Work request
From the records that follow, copy every line in which "crate" appears.

Data supplied
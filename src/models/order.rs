use chrono::{DateTime, Utc};
use rust_decimal::Decimal;
use serde::{Deserialize, Serialize};
use uuid::Uuid;

use crate::geo::GeoPoint;
use crate::models::suborder::SuborderStatus;

#[derive(Debug, Clone, Serialize, Deserialize)]
pub struct DeliveryAddress {
    pub location: GeoPoint,
    pub street: String,
    pub city: String,
    pub postal_code: String,
}

#[derive(Debug, Clone, Serialize, Deserialize)]
pub struct Order {
    pub id: Uuid,
    pub customer_id: Uuid,
    pub delivery_address: DeliveryAddress,
    pub total: Decimal,
    pub created_at: DateTime<Utc>,
}

/// Aggregate display status of an order, derived from its suborders: the
/// least-advanced suborder still on the forward path, or `Cancelled` once
/// every suborder has been cancelled. Empty input yields `None`.
pub fn aggregate_status(statuses: &[SuborderStatus]) -> Option<SuborderStatus> {
    if statuses.is_empty() {
        return None;
    }

    statuses
        .iter()
        .filter(|status| status.rank().is_some())
        .copied()
        .min_by_key(|status| status.rank())
        .or(Some(SuborderStatus::Cancelled))
}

Output of the exercise
use crate::geo::GeoPoint;
use crate::models::suborder::SuborderStatus;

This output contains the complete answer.